My Flows > Flow Details
As you can see I haven't changed the description from the default (terrible practice, if it were staying then I would update it!).

Clicking "Edit flow" at the top shows the flow;

Flow details
As you can see this is an effortless flow. Basically, it's just a simple condition (does it end in pdf), followed by setting the property depending on the result (yes or no)*.

Starting at the top; the flow fires every time a file is created.

The condition was a relatively simple "end with .pdf" however I wanted to add a small amount of complexity here by converting the name of the file into lowercase so that PDF, Pdf, pdf, etc. are all treated the same.

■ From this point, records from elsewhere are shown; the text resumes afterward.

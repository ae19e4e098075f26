use relaycore::{ActionError, ActionExecutor, Workflow};
use std::collections::HashMap;
use std::sync::Arc;

/// Factory trait for opening executors
///
/// `create` is called once per run for every kind that run needs, so an
/// executor may hold connections scoped to that run.
pub trait ExecutorFactory: Send + Sync {
    fn create(&self) -> Result<Box<dyn ActionExecutor>, ActionError>;

    /// Action kind identifier
    fn node_type(&self) -> &str;

    fn metadata(&self) -> ExecutorMetadata {
        ExecutorMetadata::default()
    }
}

/// Metadata about an action kind
#[derive(Debug, Clone)]
pub struct ExecutorMetadata {
    pub description: String,
    pub category: String,
}

impl Default for ExecutorMetadata {
    fn default() -> Self {
        Self {
            description: String::new(),
            category: "general".to_string(),
        }
    }
}

/// Registry of available action kinds
pub struct ExecutorRegistry {
    factories: HashMap<String, Arc<dyn ExecutorFactory>>,
}

impl ExecutorRegistry {
    pub fn new() -> Self {
        Self {
            factories: HashMap::new(),
        }
    }

    pub fn register(&mut self, factory: Arc<dyn ExecutorFactory>) {
        let node_type = factory.node_type().to_string();
        tracing::info!("Registering action kind: {}", node_type);
        self.factories.insert(node_type, factory);
    }

    pub fn contains(&self, node_type: &str) -> bool {
        self.factories.contains_key(node_type)
    }

    /// Registered kinds, sorted
    pub fn list_node_types(&self) -> Vec<String> {
        let mut types: Vec<String> = self.factories.keys().cloned().collect();
        types.sort();
        types
    }

    pub fn get_metadata(&self, node_type: &str) -> Option<ExecutorMetadata> {
        self.factories.get(node_type).map(|f| f.metadata())
    }

    /// Open one executor per registered kind used by `workflow`.
    ///
    /// A factory that fails to open leaves an unavailable slot; the first
    /// node of that kind fails with the factory's error.
    pub fn dispatch_for(&self, workflow: &Workflow) -> Dispatch {
        let mut dispatch = Dispatch::new();

        for kind in workflow.executable_nodes().filter_map(|n| n.action_kind()) {
            if dispatch.contains(kind) {
                continue;
            }
            let Some(factory) = self.factories.get(kind) else {
                continue;
            };
            match factory.create() {
                Ok(executor) => dispatch.insert(executor),
                Err(e) => {
                    tracing::warn!("Failed to open executor for {}: {}", kind, e);
                    dispatch.insert_unavailable(kind, e);
                }
            }
        }

        dispatch
    }
}

impl Default for ExecutorRegistry {
    fn default() -> Self {
        Self::new()
    }
}

enum Slot {
    Ready(Box<dyn ActionExecutor>),
    Unavailable(ActionError),
}

/// Dispatch table for one run: action kind → executor
pub struct Dispatch {
    slots: HashMap<String, Slot>,
}

impl Dispatch {
    pub fn new() -> Self {
        Self {
            slots: HashMap::new(),
        }
    }

    pub fn with_executor(mut self, executor: Box<dyn ActionExecutor>) -> Self {
        self.insert(executor);
        self
    }

    pub fn insert(&mut self, executor: Box<dyn ActionExecutor>) {
        let kind = executor.node_type().to_string();
        self.slots.insert(kind, Slot::Ready(executor));
    }

    pub fn insert_unavailable(&mut self, kind: impl Into<String>, error: ActionError) {
        self.slots.insert(kind.into(), Slot::Unavailable(error));
    }

    pub fn contains(&self, kind: &str) -> bool {
        self.slots.contains_key(kind)
    }

    /// `None` when no executor is registered for `kind`.
    pub fn lookup(&self, kind: &str) -> Option<Result<&dyn ActionExecutor, ActionError>> {
        self.slots.get(kind).map(|slot| match slot {
            Slot::Ready(executor) => Ok(executor.as_ref()),
            Slot::Unavailable(e) => Err(e.clone()),
        })
    }

    /// Release run-scoped resources of every opened executor
    pub async fn shutdown(&self) {
        for slot in self.slots.values() {
            if let Slot::Ready(executor) = slot {
                executor.shutdown().await;
            }
        }
    }
}

impl Default for Dispatch {
    fn default() -> Self {
        Self::new()
    }
}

This made things a bit more complicated as there didn't seem to be a way to use the simple editor to do this and I was forced to click "Edit in advanced mode". The code I added was this;

@endswith(toLower(triggerBody()?['{FilenameWithExtension}']), '.pdf')

From the simple dialogue I started with this;

@endswith(triggerBody()?['{FilenameWithExtension}'], '.pdf')

The help showed that toLower was a function so when I dropped that in it worked the first time - I was actually very impressed!

Next was updating the file's properties based on the result. Here everything was very much "select from a list"; picking SharePoint, picking "Update file properties", then the SharePoint site, and document library.

The one little bump in what was looking like a very intuitive process (the Active field had already appeared once I picked the library name) was the mandatory field Id;

Update file properties dialogue
As you can see it's currently set to the ID of the SharePoint item. It became clear that it should be this on entering the field and help popped up with ID as the only option, but until I'd actually entered and the help had appeared I literally had no idea what this was going to require!

I repeated the process with "if no", setting Active to "no".

Testing was quick and relatively easy - I clicked the "Test" icon and then uploaded a file.

And that was it.

*- Yes, I know, you could just do this in a simple step by doing everything in one go (setting the property based on the filename), but that's not really in the spirit of either or this example or how to do workflows in general!

Thursday, May 10, 2018

Office 365: Turning off Focused Mailbox in Outlook.com (Shared Mailbox hidden emails issue)

Welcome back. It's been a while :-)

Anyway, we recently had an issue with an Office 365 implementation that was preventing users who were accessing a shared mailbox from seeing all the emails. The problem was traced back to the "Focused" inbox. For the uses Inbox there was a clear option to disable this;

Focused Inbox (outlook.com)
As you can see the "Focused" and "Other" links in the inbox enable a quick way to switch between the types of email you wish to view. Unfortunately when the user scrolls down and looks in a shared mailbox the top options are no longer available;

Shared mailbox (without Focused and Other options)
Rather than default to showing all the emails the shared mailbox is only showing the Focused emails but with no way to switch this off.

On the plus side it's relatively easy to switch off the Focused inbox - but unfortunately, it has to be switched off for all mailboxes at once.

Click the settings cog at the top-right, and then the "Display Settings" option;

Settings > Display settings
This gives you the Display options;

Display settings
First, click the "Focused inbox", and then at the bottom select "Don't sort messages".

Finally, click "OK".

And that's it, the "Focused" link will have vanished and you'll see all emails in your inbox.